• **Work item**
Restate exactly, and only, the lines from the one containing "store.insert(disabled).await;" through the end of the entries, keeping both endpoints.

• **Dataset excerpts**

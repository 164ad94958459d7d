// Graph compilation: validation, component resolution and nested pipelines.

mod common;

use common::{registry, runtime, step, step_with, Recorder};
use pipecore::{GraphDefinition, GraphError, GraphNodeSpec, PipelineError, RunContext};
use piperuntime::{
    ComponentSlot, GraphCompiler, InMemoryPipelineStore, NodeStatus, PipelineRuntime, RuntimeConfig,
};
use serde_json::json;
use std::sync::atomic::Ordering;
use std::sync::Arc;

async fn compiler(recorder: &Arc<Recorder>) -> GraphCompiler {
    GraphCompiler::new(Arc::new(registry(recorder).await))
}

async fn compile_err(def: &GraphDefinition) -> GraphError {
    let recorder = Arc::new(Recorder::default());
    match compiler(&recorder).await.compile(def).await {
        Err(PipelineError::Graph(e)) => e,
        Err(other) => panic!("expected graph error, got {other}"),
        Ok(_) => panic!("expected compile failure"),
    }
}

#[tokio::test]
async fn test_unknown_component_is_rejected() {
    let def = GraphDefinition::new("p").with_node(GraphNodeSpec::new("A").with_component("nope"));

    assert!(matches!(compile_err(&def).await, GraphError::UnknownComponentType(id) if id == "nope"));
}

#[tokio::test]
async fn test_component_id_defaults_to_node_id() {
    let recorder = Arc::new(Recorder::default());
    let def = GraphDefinition::new("p").with_node(GraphNodeSpec::new("step"));

    let graph = compiler(&recorder).await.compile(&def).await.unwrap();
    assert_eq!(graph.node("step").unwrap().component_id, "step");
}

#[tokio::test]
async fn test_invalid_condition_rejected_before_instantiation() {
    let recorder = Arc::new(Recorder::default());
    let compiler = compiler(&recorder).await;
    let created = recorder.created.load(Ordering::SeqCst);

    let mut def = GraphDefinition::new("p")
        .with_node(step("A"))
        .with_node(step("B"));
    def.connect_when("A", "B", "score >");

    match compiler.compile(&def).await {
        Err(PipelineError::Graph(GraphError::InvalidCondition { from, to, .. })) => {
            assert_eq!((from.as_str(), to.as_str()), ("A", "B"));
        }
        other => panic!("unexpected result: {:?}", other.err()),
    }
    assert_eq!(recorder.created.load(Ordering::SeqCst), created, "no component may be built");
}

#[tokio::test]
async fn test_cycle_is_rejected() {
    let mut def = GraphDefinition::new("p")
        .with_node(step("A"))
        .with_node(step("B"))
        .with_node(step("C"))
        .with_root("A");
    def.connect("A", "B");
    def.connect("B", "C");
    def.connect("C", "B");

    assert!(matches!(compile_err(&def).await, GraphError::CyclicDependency));
}

#[tokio::test]
async fn test_dangling_edge_is_rejected() {
    let mut a = step("A");
    a.downstream.push("ghost".to_string());
    let def = GraphDefinition::new("p").with_node(a);

    assert!(matches!(compile_err(&def).await, GraphError::NodeNotFound(id) if id == "ghost"));
}

#[tokio::test]
async fn test_empty_and_duplicate_graphs_are_invalid() {
    let empty = GraphDefinition::new("p");
    assert!(matches!(compile_err(&empty).await, GraphError::Invalid(_)));

    let duplicate = GraphDefinition::new("p").with_node(step("A")).with_node(step("A"));
    assert!(matches!(compile_err(&duplicate).await, GraphError::Invalid(_)));
}

#[tokio::test]
async fn test_root_inference() {
    let recorder = Arc::new(Recorder::default());
    let compiler = compiler(&recorder).await;

    let mut def = GraphDefinition::new("p")
        .with_node(step("B"))
        .with_node(step("A"));
    def.connect("A", "B");
    assert_eq!(compiler.compile(&def).await.unwrap().root(), "A");

    // Two entry nodes need an explicit root
    let mut ambiguous = def.clone();
    ambiguous.add_node(step("C"));
    assert!(matches!(compile_err(&ambiguous).await, GraphError::Invalid(_)));

    let explicit = ambiguous.with_root("C");
    assert_eq!(compiler.compile(&explicit).await.unwrap().root(), "C");

    let unknown = def.with_root("Z");
    assert!(matches!(compile_err(&unknown).await, GraphError::NodeNotFound(_)));
}

#[tokio::test]
async fn test_upstream_only_declaration_creates_edge() {
    let recorder = Arc::new(Recorder::default());
    let runtime = runtime(&recorder).await;

    let mut b = step("B");
    b.upstream.push("A".to_string());
    let def = GraphDefinition::new("p").with_node(step("A")).with_node(b);

    let graph = runtime.compile(&def).await.unwrap();
    assert_eq!(graph.node("B").unwrap().upstream_count(), 1);
    assert_eq!(graph.node("A").unwrap().downstream[0].to, "B");

    runtime.run_definition(&def, RunContext::new()).await.unwrap();
    assert_eq!(recorder.log(), vec!["A", "B"]);
}

#[tokio::test]
async fn test_store_shaped_document_keeps_edges() {
    let recorder = Arc::new(Recorder::default());
    let runtime = runtime(&recorder).await;

    let def: GraphDefinition = serde_json::from_value(json!({
        "id": "p",
        "nodes": [
            { "id": "A", "baseComponentId": "step", "parameter": { "label": "A" }, "downstreamIds": ["B"] },
            { "id": "B", "baseComponentId": "step", "parameter": { "label": "B" }, "upstreamIds": ["A"] }
        ]
    }))
    .unwrap();

    let graph = runtime.compile(&def).await.unwrap();
    assert_eq!(graph.root(), "A");
    assert_eq!(graph.node("B").unwrap().component_id, "step");

    runtime.run_definition(&def, RunContext::new()).await.unwrap();
    assert_eq!(recorder.log(), vec!["A", "B"]);
}

#[tokio::test]
async fn test_empty_parameter_shares_prototype_instance() {
    let recorder = Arc::new(Recorder::default());
    let compiler = compiler(&recorder).await;

    let mut def = GraphDefinition::new("p")
        .with_node(GraphNodeSpec::new("A").with_component("step"))
        .with_node(GraphNodeSpec::new("B").with_component("step").with_parameter(json!({})))
        .with_node(step("C"));
    def.connect("A", "B");
    def.connect("B", "C");

    let graph = compiler.compile(&def).await.unwrap();
    let instance = |id: &str| match &graph.node(id).unwrap().component {
        ComponentSlot::Ready(component) => Arc::clone(component),
        ComponentSlot::Unusable(reason) => panic!("{id} unusable: {reason}"),
    };

    assert!(Arc::ptr_eq(&instance("A"), &instance("B")));
    assert!(!Arc::ptr_eq(&instance("A"), &instance("C")));
}

#[tokio::test]
async fn test_parameter_accepts_json_text() {
    let recorder = Arc::new(Recorder::default());
    let runtime = runtime(&recorder).await;

    let def = GraphDefinition::new("p").with_node(
        GraphNodeSpec::new("A")
            .with_component("step")
            .with_parameter(json!(r#"{"label": "from-text"}"#)),
    );
    runtime.run_definition(&def, RunContext::new()).await.unwrap();
    assert_eq!(recorder.log(), vec!["from-text"]);

    let broken = GraphDefinition::new("q").with_node(
        GraphNodeSpec::new("A")
            .with_component("step")
            .with_parameter(json!("{not json")),
    );
    let graph = runtime.compile(&broken).await.unwrap();
    assert!(!graph.node("A").unwrap().is_usable());
}

fn child_pipeline() -> GraphDefinition {
    let mut child = GraphDefinition::new("child")
        .with_node(step_with("inner", json!({ "set": { "verdict": "approve", "end": true } })))
        .with_node(step("after-end"));
    child.connect("inner", "after-end");
    child
}

#[tokio::test]
async fn test_nested_pipeline_shares_context() {
    let recorder = Arc::new(Recorder::default());
    let store = Arc::new(InMemoryPipelineStore::new());
    store.insert(child_pipeline()).await;
    let runtime = PipelineRuntime::with_store(
        Arc::new(registry(&recorder).await),
        store.clone(),
        RuntimeConfig::default(),
    );

    let mut parent = GraphDefinition::new("parent")
        .with_node(step("start"))
        .with_node(GraphNodeSpec::new("review").with_component("child"))
        .with_node(step("approved"))
        .with_node(step("rejected"));
    parent.connect("start", "review");
    parent.connect_when("review", "approved", "verdict == 'approve'");
    parent.connect_when("review", "rejected", "verdict != 'approve'");

    let outcome = runtime.run_definition(&parent, RunContext::new()).await.unwrap();

    // The child's `end` stops only the child run
    assert_eq!(recorder.log(), vec!["start", "inner", "approved"]);
    assert!(!outcome.ended_early);
    assert_eq!(outcome.status("rejected"), Some(NodeStatus::Skipped));
    assert!(!outcome.context.contains("end"));
}

#[tokio::test]
async fn test_nested_failure_fails_parent_node() {
    let recorder = Arc::new(Recorder::default());
    let store = Arc::new(InMemoryPipelineStore::new());
    store
        .insert(GraphDefinition::new("child").with_node(step_with("inner", json!({ "fail": "nested boom" }))))
        .await;
    let runtime = PipelineRuntime::with_store(Arc::new(registry(&recorder).await), store, RuntimeConfig::default());

    let parent = GraphDefinition::new("parent").with_node(GraphNodeSpec::new("sub").with_component("child"));
    let ctx = RunContext::new();
    let err = runtime.run_definition(&parent, ctx.clone()).await.unwrap_err();

    assert_eq!(err.node_id(), Some("sub"));
    assert!(err.to_string().contains("nested boom"));
    assert!(ctx.error().unwrap().as_str().unwrap().contains("nested boom"));
}

#[tokio::test]
async fn test_recursive_pipeline_is_rejected() {
    let recorder = Arc::new(Recorder::default());
    let store = Arc::new(InMemoryPipelineStore::new());
    store
        .insert(GraphDefinition::new("a").with_node(GraphNodeSpec::new("call-b").with_component("b")))
        .await;
    store
        .insert(GraphDefinition::new("b").with_node(GraphNodeSpec::new("call-a").with_component("a")))
        .await;
    let runtime = PipelineRuntime::with_store(Arc::new(registry(&recorder).await), store, RuntimeConfig::default());

    let err = runtime.run("a", RunContext::new()).await.unwrap_err();
    assert!(matches!(err, PipelineError::Graph(GraphError::RecursivePipeline(_))));
}

#[tokio::test]
async fn test_disabled_pipeline_is_not_found() {
    let recorder = Arc::new(Recorder::default());
    let store = Arc::new(InMemoryPipelineStore::new());
    let mut disabled = child_pipeline();
    disabled.enabled = false;
    store.insert(disabled).await;
    let runtime = PipelineRuntime::with_store(Arc::new(registry(&recorder).await), store, RuntimeConfig::default());

    let err = runtime.run("child", RunContext::new()).await.unwrap_err();
    assert!(matches!(err, PipelineError::Graph(GraphError::NotFound(_))));
}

• **Solution to this task**
    store.insert(disabled).await;
    let runtime = PipelineRuntime::with_store(Arc::new(registry(&recorder).await), store, RuntimeConfig::default());

    let err = runtime.run("child", RunContext::new()).await.unwrap_err();
    assert!(matches!(err, PipelineError::Graph(GraphError::NotFound(_))));
}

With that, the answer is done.